Certain advertisers can buy a 1/8 ad position at a tenth of the normal rate and receive a special discount subscription code to offer to their own network of customers. The advertiser agrees to “sell” a preset number of subscriptions to qualify for the discounted ad.

According to Jeanniey Mullen, Viv magazine’s CMO, the ideal advertiser for this program is one that shows a desire to advertise, but can’t afford the normal rates, and has a community of customers that matches Viv’s demographics—affluent, entrepreneurial women who, importantly, are power networkers.
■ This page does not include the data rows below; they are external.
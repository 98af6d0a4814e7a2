//! Request orchestration.
//!
//! This module provides:
//! - The retry cascade for providers without a stable endpoint
//! - Per-variant attempt diagnostics
//! - The dispatcher with synthetic fallback

mod cascade;
mod diagnostics;
mod dispatcher;

pub use cascade::{
    find_array, AttemptVariant, CascadeOutcome, CascadeState, MatchedKey, RetryCascade,
};
pub use diagnostics::{AttemptOutcome, FetchDiagnostics, ProviderAttempt};
pub use dispatcher::{Dispatcher, FetchPayload, FetchRequest};
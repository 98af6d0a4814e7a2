//! Typed action registry.

use std::collections::HashMap;
use std::sync::Arc;

use async_trait::async_trait;
use serde_json::{json, Value};
use tracing::{debug, warn};

use super::{
    parse_input, Action, GoodsHistoryInput, ListingsInput, MessageResponse, PriceHistoryInput,
};
use crate::errors::MarketDataError;
use crate::models::{GoodsHistoryRequest, ListingsRequest, PriceHistoryRequest};
use crate::registry::Dispatcher;

/// Handles one action.
#[async_trait]
pub trait ActionHandler: Send + Sync {
    /// `message` is the full inbound message, `action` key included.
    async fn handle(&self, message: Value) -> Result<MessageResponse, MarketDataError>;
}

pub struct PriceHistoryHandler {
    dispatcher: Arc<Dispatcher>,
}

impl PriceHistoryHandler {
    pub fn new(dispatcher: Arc<Dispatcher>) -> Self {
        Self { dispatcher }
    }
}

#[async_trait]
impl ActionHandler for PriceHistoryHandler {
    async fn handle(&self, message: Value) -> Result<MessageResponse, MarketDataError> {
        let input: PriceHistoryInput = parse_input(Action::FetchPriceHistory, message)?;
        let request = PriceHistoryRequest::try_from(input)?;
        let result = self.dispatcher.fetch_price_history(&request).await?;
        Ok(MessageResponse::from_fetch(result))
    }
}

pub struct ListingsHandler {
    dispatcher: Arc<Dispatcher>,
}

impl ListingsHandler {
    pub fn new(dispatcher: Arc<Dispatcher>) -> Self {
        Self { dispatcher }
    }
}

#[async_trait]
impl ActionHandler for ListingsHandler {
    async fn handle(&self, message: Value) -> Result<MessageResponse, MarketDataError> {
        let input: ListingsInput = parse_input(Action::FetchListings, message)?;
        let result = self
            .dispatcher
            .fetch_listings(&ListingsRequest::from(input))
            .await?;
        Ok(MessageResponse::from_fetch(result))
    }
}

pub struct GoodsHistoryHandler {
    dispatcher: Arc<Dispatcher>,
}

impl GoodsHistoryHandler {
    pub fn new(dispatcher: Arc<Dispatcher>) -> Self {
        Self { dispatcher }
    }
}

#[async_trait]
impl ActionHandler for GoodsHistoryHandler {
    async fn handle(&self, message: Value) -> Result<MessageResponse, MarketDataError> {
        let input: GoodsHistoryInput = parse_input(Action::FetchGoodsHistory, message)?;
        let request = GoodsHistoryRequest::try_from(input)?;
        let result = self.dispatcher.fetch_goods_history(&request).await?;
        Ok(MessageResponse::from_fetch(result))
    }
}

/// Liveness acknowledgement.
pub struct PingHandler;

#[async_trait]
impl ActionHandler for PingHandler {
    async fn handle(&self, _message: Value) -> Result<MessageResponse, MarketDataError> {
        Ok(MessageResponse::ok(json!({ "message": "pong" })))
    }
}

/// Maps action names to handlers.
#[derive(Clone, Default)]
pub struct ActionRegistry {
    handlers: HashMap<Action, Arc<dyn ActionHandler>>,
}

impl ActionRegistry {
    pub fn new() -> Self {
        Self {
            handlers: HashMap::new(),
        }
    }

    /// Registry with every action wired to `dispatcher`.
    pub fn with_dispatcher(dispatcher: Arc<Dispatcher>) -> Self {
        let mut registry = Self::new();
        registry.register(
            Action::FetchPriceHistory,
            Arc::new(PriceHistoryHandler::new(dispatcher.clone())),
        );
        registry.register(
            Action::FetchListings,
            Arc::new(ListingsHandler::new(dispatcher.clone())),
        );
        registry.register(
            Action::FetchGoodsHistory,
            Arc::new(GoodsHistoryHandler::new(dispatcher)),
        );
        registry.register(Action::Ping, Arc::new(PingHandler));
        registry
    }

    /// Register or replace the handler for `action`.
    pub fn register(&mut self, action: Action, handler: Arc<dyn ActionHandler>) {
        self.handlers.insert(action, handler);
    }

    pub fn actions(&self) -> Vec<Action> {
        Action::ALL
            .into_iter()
            .filter(|action| self.handlers.contains_key(action))
            .collect()
    }

    /// Route a raw message. Never fails: every problem becomes an error envelope.
    pub async fn dispatch(&self, message: Value) -> MessageResponse {
        let Some(name) = message.get("action").and_then(Value::as_str) else {
            return MessageResponse::error("message has no action");
        };

        let action: Action = match name.parse() {
            Ok(action) => action,
            Err(e) => {
                warn!("Rejected message: {}", e);
                return MessageResponse::from(e);
            }
        };

        let Some(handler) = self.handlers.get(&action) else {
            return MessageResponse::error(format!("no handler registered for {}", action));
        };

        debug!("Dispatching {} message", action);

        match handler.handle(message).await {
            Ok(response) => response,
            Err(e) => {
                warn!("{} failed: {}", action, e);
                MessageResponse::from(e)
            }
        }
    }
}
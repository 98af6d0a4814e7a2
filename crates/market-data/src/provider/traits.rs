//! Market data provider trait definitions.
//!
//! This module defines the core `MarketDataProvider` trait that all
//! marketplace clients implement.

use async_trait::async_trait;

use crate::errors::MarketDataError;
use crate::models::{Listing, PricePoint};

use super::capabilities::ProviderCapabilities;

/// Trait for marketplace clients.
///
/// Providers receive a fully-built URL (see [`crate::resolver::UrlBuilder`])
/// and return normalized, provider-agnostic data or a classified error.
///
/// # Example
///
/// ```ignore
/// use async_trait::async_trait;
/// use floatwatch_market_data::provider::{MarketDataProvider, ProviderCapabilities};
///
/// struct MyProvider;
///
/// #[async_trait]
/// impl MarketDataProvider for MyProvider {
///     fn id(&self) -> &'static str {
///         "MY_PROVIDER"
///     }
///
///     fn capabilities(&self) -> ProviderCapabilities {
///         ProviderCapabilities {
///             supports_price_history: true,
///             supports_listings: false,
///             stable_endpoint: true,
///         }
///     }
///
///     // ... implement get_price_history
/// }
/// ```
#[async_trait]
pub trait MarketDataProvider: Send + Sync {
    /// Unique identifier for this provider.
    ///
    /// Should be a constant string like "STEAM" or "CSFLOAT".
    /// Used for logging and result tagging.
    fn id(&self) -> &'static str;

    /// Describes what this provider can do.
    fn capabilities(&self) -> ProviderCapabilities;

    /// Fetch the price history behind `url`.
    ///
    /// # Arguments
    ///
    /// * `url` - Fully-qualified request URL
    /// * `item` - The caller's item name or identifier, used in error messages
    ///
    /// # Returns
    ///
    /// Chronologically ordered points, or a classified `MarketDataError`.
    async fn get_price_history(
        &self,
        url: &str,
        item: &str,
    ) -> Result<Vec<PricePoint>, MarketDataError> {
        let _ = (url, item);
        Err(MarketDataError::UnsupportedProvider {
            provider: self.id().to_string(),
            operation: "price history".to_string(),
        })
    }

    /// Fetch the listings behind a validated listings URL.
    ///
    /// Listings are returned sorted ascending by price.
    async fn get_listings(&self, url: &str) -> Result<Vec<Listing>, MarketDataError> {
        let _ = url;
        Err(MarketDataError::UnsupportedProvider {
            provider: self.id().to_string(),
            operation: "listings".to_string(),
        })
    }
}
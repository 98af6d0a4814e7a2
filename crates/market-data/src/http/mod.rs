//! HTTP transport seam.
//!
//! Providers never talk to `reqwest` directly; they go through
//! [`HttpTransport`] so tests can swap in [`StubTransport`].

mod stub;

use std::collections::BTreeMap;
use std::sync::Arc;
use std::time::Duration;

use async_trait::async_trait;
use reqwest::Client;
use thiserror::Error;

pub use stub::StubTransport;

const DEFAULT_TIMEOUT: Duration = Duration::from_secs(15);

/// Outbound GET request.
#[derive(Clone, Debug, PartialEq, Eq)]
pub struct HttpRequest {
    pub url: String,
    /// Header names are stored lowercase
    pub headers: BTreeMap<String, String>,
    pub timeout: Duration,
}

impl HttpRequest {
    pub fn get(url: impl Into<String>) -> Self {
        Self {
            url: url.into(),
            headers: BTreeMap::new(),
            timeout: DEFAULT_TIMEOUT,
        }
    }

    pub fn with_header(mut self, name: impl Into<String>, value: impl Into<String>) -> Self {
        self.headers
            .insert(name.into().to_ascii_lowercase(), value.into());
        self
    }

    pub fn with_headers(mut self, headers: &BTreeMap<String, String>) -> Self {
        for (name, value) in headers {
            self.headers.insert(name.to_ascii_lowercase(), value.clone());
        }
        self
    }

    pub fn with_timeout(mut self, timeout: Duration) -> Self {
        self.timeout = timeout;
        self
    }

    pub fn header(&self, name: &str) -> Option<&str> {
        self.headers
            .get(&name.to_ascii_lowercase())
            .map(String::as_str)
    }
}

/// Status and body text. The body is never assumed to be JSON.
#[derive(Clone, Debug, PartialEq, Eq)]
pub struct HttpResponse {
    pub status: u16,
    pub body: String,
}

impl HttpResponse {
    pub fn new(status: u16, body: impl Into<String>) -> Self {
        Self {
            status,
            body: body.into(),
        }
    }

    pub fn ok(body: impl Into<String>) -> Self {
        Self::new(200, body)
    }

    pub const fn is_success(&self) -> bool {
        self.status >= 200 && self.status < 300
    }
}

/// Connection-level failure; no HTTP status was received.
#[derive(Error, Debug, Clone, PartialEq, Eq)]
pub enum TransportError {
    #[error("request timed out after {0:?}")]
    Timeout(Duration),

    #[error("connection failed: {0}")]
    Connect(String),

    #[error("request failed: {0}")]
    Other(String),
}

impl TransportError {
    fn from_reqwest(error: reqwest::Error, timeout: Duration) -> Self {
        if error.is_timeout() {
            Self::Timeout(timeout)
        } else if error.is_connect() {
            Self::Connect(error.to_string())
        } else {
            Self::Other(error.to_string())
        }
    }
}

/// Executes one request and returns the raw response.
#[async_trait]
pub trait HttpTransport: Send + Sync {
    async fn execute(&self, request: HttpRequest) -> Result<HttpResponse, TransportError>;
}

/// Production transport backed by a shared `reqwest::Client`.
///
/// The timeout covers sending the request and reading the whole body. When
/// it expires the in-flight future is dropped, which closes the connection.
/// Dropping the caller's future has the same effect.
#[derive(Clone, Debug)]
pub struct ReqwestTransport {
    client: Arc<Client>,
}

impl ReqwestTransport {
    pub fn new() -> Self {
        let client = Client::builder()
            .build()
            .unwrap_or_else(|_| Client::new());
        Self::with_client(client)
    }

    pub fn with_client(client: Client) -> Self {
        Self {
            client: Arc::new(client),
        }
    }
}

impl Default for ReqwestTransport {
    fn default() -> Self {
        Self::new()
    }
}

#[async_trait]
impl HttpTransport for ReqwestTransport {
    async fn execute(&self, request: HttpRequest) -> Result<HttpResponse, TransportError> {
        let timeout = request.timeout;
        let mut builder = self.client.get(&request.url);
        for (name, value) in &request.headers {
            builder = builder.header(name.as_str(), value.as_str());
        }

        let exchange = async {
            let response = builder
                .send()
                .await
                .map_err(|e| TransportError::from_reqwest(e, timeout))?;
            let status = response.status().as_u16();
            let body = response
                .text()
                .await
                .map_err(|e| TransportError::from_reqwest(e, timeout))?;
            Ok(HttpResponse { status, body })
        };

        match tokio::time::timeout(timeout, exchange).await {
            Ok(result) => result,
            Err(_) => Err(TransportError::Timeout(timeout)),
        }
    }
}

#[cfg(test)]
mod tests {
    use super::*;

    #[test]
    fn test_headers_are_lowercased() {
        let request = HttpRequest::get("https://example.test")
            .with_header("Accept", "application/json")
            .with_header("Cache-Control", "no-cache");

        assert_eq!(request.header("accept"), Some("application/json"));
        assert_eq!(request.header("CACHE-CONTROL"), Some("no-cache"));
        assert!(request.headers.contains_key("cache-control"));
    }

    #[test]
    fn test_response_success_range() {
        assert!(HttpResponse::ok("{}").is_success());
        assert!(HttpResponse::new(204, "").is_success());
        assert!(!HttpResponse::new(301, "").is_success());
        assert!(!HttpResponse::new(500, "").is_success());
    }

    #[tokio::test]
    async fn test_silent_server_times_out() {
        let listener = tokio::net::TcpListener::bind("127.0.0.1:0").await.unwrap();
        let addr = listener.local_addr().unwrap();
        let server = tokio::spawn(async move {
            // Hold the connection open without ever answering.
            let (_socket, _) = listener.accept().await.unwrap();
            tokio::time::sleep(Duration::from_secs(30)).await;
        });

        let transport = ReqwestTransport::new();
        let request = HttpRequest::get(format!("http://{}/history", addr))
            .with_timeout(Duration::from_millis(50));

        let err = transport.execute(request).await.unwrap_err();
        assert_eq!(err, TransportError::Timeout(Duration::from_millis(50)));

        server.abort();
    }
}
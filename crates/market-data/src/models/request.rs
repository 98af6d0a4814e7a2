//! Typed inbound requests.

use std::fmt;
use std::str::FromStr;

use serde::{Deserialize, Serialize};

use super::types::{CSFLOAT, STEAM};
use crate::errors::MarketDataError;

/// Default look-back window for goods history requests.
pub const DEFAULT_HISTORY_DAYS: u32 = 180;

/// Upper bound on the look-back window a caller may request.
pub const MAX_HISTORY_DAYS: u32 = 3650;

/// Marketplace that serves a per-item price history.
#[derive(Clone, Copy, Debug, Eq, PartialEq, Hash, Serialize, Deserialize)]
pub enum HistoryProvider {
    Steam,
    #[serde(rename = "CSFloat")]
    CsFloat,
}

impl HistoryProvider {
    /// Provider id used for logging and result tagging.
    pub fn id(&self) -> &'static str {
        match self {
            Self::Steam => STEAM,
            Self::CsFloat => CSFLOAT,
        }
    }
}

impl fmt::Display for HistoryProvider {
    fn fmt(&self, f: &mut fmt::Formatter<'_>) -> fmt::Result {
        f.write_str(self.id())
    }
}

impl FromStr for HistoryProvider {
    type Err = MarketDataError;

    fn from_str(value: &str) -> Result<Self, Self::Err> {
        match value.trim().to_ascii_lowercase().as_str() {
            "steam" => Ok(Self::Steam),
            "csfloat" => Ok(Self::CsFloat),
            _ => Err(MarketDataError::UnsupportedProvider {
                provider: value.to_string(),
                operation: "price history".to_string(),
            }),
        }
    }
}

/// Doppler-style variant, identified by paint index rather than by name.
#[derive(Clone, Copy, Debug, Eq, PartialEq, Serialize, Deserialize)]
#[serde(rename_all = "camelCase")]
pub struct PaintVariant {
    pub paint_index: u32,
}

/// Request for the price history of a single named item.
#[derive(Clone, Debug, PartialEq)]
pub struct PriceHistoryRequest {
    pub item_name: String,
    pub provider: HistoryProvider,
    pub variant: Option<PaintVariant>,
}

impl PriceHistoryRequest {
    /// Create a request for a plain (non-Doppler) item.
    ///
    /// Fails with [`MarketDataError::InvalidInput`] when the name is blank.
    pub fn new(
        item_name: impl Into<String>,
        provider: HistoryProvider,
    ) -> Result<Self, MarketDataError> {
        let item_name = item_name.into();
        if item_name.trim().is_empty() {
            return Err(MarketDataError::InvalidInput(
                "item name must not be empty".to_string(),
            ));
        }

        Ok(Self {
            item_name,
            provider,
            variant: None,
        })
    }

    /// Attach a Doppler paint index.
    pub fn with_doppler(mut self, paint_index: u32) -> Self {
        self.variant = Some(PaintVariant { paint_index });
        self
    }

    /// Build a request from loosely typed message fields.
    ///
    /// `paint_index` is required if and only if `is_doppler` is set.
    pub fn from_parts(
        item_name: impl Into<String>,
        provider: HistoryProvider,
        is_doppler: bool,
        paint_index: Option<i64>,
    ) -> Result<Self, MarketDataError> {
        let request = Self::new(item_name, provider)?;

        match (is_doppler, paint_index) {
            (true, Some(index)) => {
                let index = u32::try_from(index).map_err(|_| {
                    MarketDataError::InvalidInput(format!("paint index out of range: {}", index))
                })?;
                Ok(request.with_doppler(index))
            }
            (true, None) => Err(MarketDataError::InvalidInput(
                "doppler variant requires a paint index".to_string(),
            )),
            (false, Some(_)) => Err(MarketDataError::InvalidInput(
                "paint index is only valid for doppler variants".to_string(),
            )),
            (false, None) => Ok(request),
        }
    }

    pub fn is_doppler(&self) -> bool {
        self.variant.is_some()
    }
}

/// Request for live listings; the URL already carries the filters.
#[derive(Clone, Debug, PartialEq, Eq)]
pub struct ListingsRequest {
    pub api_url: String,
}

impl ListingsRequest {
    pub fn new(api_url: impl Into<String>) -> Self {
        Self {
            api_url: api_url.into(),
        }
    }
}

/// Filters extracted from a listings URL.
#[derive(Clone, Copy, Debug, PartialEq, Serialize, Deserialize)]
#[serde(rename_all = "camelCase")]
pub struct ListingFilters {
    pub min_float: f64,
    pub max_float: f64,
    pub def_index: u32,
    pub paint_index: u32,
}

impl Default for ListingFilters {
    fn default() -> Self {
        Self {
            min_float: 0.0,
            max_float: 1.0,
            def_index: 0,
            paint_index: 0,
        }
    }
}

/// Request for a Buff163 goods price history.
#[derive(Clone, Copy, Debug, Eq, PartialEq)]
pub struct GoodsHistoryRequest {
    pub goods_id: u64,
    pub days: u32,
}

impl GoodsHistoryRequest {
    pub fn new(goods_id: u64) -> Self {
        Self {
            goods_id,
            days: DEFAULT_HISTORY_DAYS,
        }
    }

    pub fn with_days(mut self, days: u32) -> Self {
        self.days = days;
        self
    }

    /// Reject ids and windows no marketplace can answer.
    pub fn validate(&self) -> Result<(), MarketDataError> {
        if self.goods_id == 0 {
            return Err(MarketDataError::InvalidInput(
                "goods id must be positive".to_string(),
            ));
        }
        if self.days == 0 || self.days > MAX_HISTORY_DAYS {
            return Err(MarketDataError::InvalidInput(format!(
                "days must be between 1 and {}, got {}",
                MAX_HISTORY_DAYS, self.days
            )));
        }
        Ok(())
    }
}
The model places a premium on the $36 subscription price rather than the ad sale. A test event at an LA Sports Club with a women’s group called Step Up Women’s Network yielded a solid lead list of 200 names. “At this event, 180 have already subscribed and 60 are interested in outreach,” said Mullen, who added that a September launch has the first 10 marketplace slots accounted for.

An initial concern, says Mullen, is Viv will have an over-abundance of small marketplace ads, especially given a digital edition’s virtually unlimited capacity for content, but the potential is exciting. “If each of them is going to bring in 25 subscriptions at $36 per, it turns the ad revenue model on its ear.”

Back Issue Sales

Hachette Filipacchi Media US is leveraging its digital edition platform into a steady stream of back issue sales. According to Phil Ketonis, VP consumer marketing, print copies had slowed to worrisome levels. To counteract the eroding pipeline, Ketonis introduced five-year’s worth of digital back issues available for 99 cents each.

The revenue is nice, but “not a lot,” yet the value of the program goes beyond incremental sales. While the digital back issue program reignited sale levels to 5-to-10 times print-copy levels Ketonis says it also strengthens his subscriber loyalty base by putting him back in touch with his hard-core readers. These are readers that are literally replacing years of Road & Track and Car and Driver issues stored in their garages with digital copies. Yet the real value comes from the email addresses, which can be used for ancillary product promotions and opt-in programs for advertisers.

The challenge now, says Ketonis, is to boost the number of sales. He also plans to test different pricing levels and sees particular promise in premium-priced special editions.

Custom Publishing

Publishers have long been leveraging their sales, editorial and production skills into custom publishing services for their marketing clients. Expanding that into digital edition production is a natural progression. Adam Dennison, vice president of sales at IDG’s CIO magazine, says digital magazines often become the centerpiece of a custom program.

The sale is a consultative one, he says, but there’s much to offer—especially the tracking and analytics features. “There’s proof in the pudding right now. There’s a lot of tracking and over time they’re going to be able to have real-time tracking. It can give you immediate feedback on how it’s performing.”

The custom sale is typically an integrated package—co-branded emails, market research, microsites, print collateral—but one that usually comes with a commitment minimum of one year. “Some say there’s a 5 to 7-year lifespan to corporate magazines, but I’d say typically it’s an annual commitment and within that it’s a quarterly or two to three times per year [frequency].”

Pricing a custom digital edition is hard to pin down, especially since each package has a wide variety of options, but depending on page count, artwork, editorial costs, and circulation, publishers can charge $75,000 to $200,000.

Distribution can lead to more revenue as well, says Dennison. “If we use our database, then it’s based on cost-per-thousand, plus any premium filters they want to put on it. There are also frequency discounts if the commit to four issues per year versus two, for example.”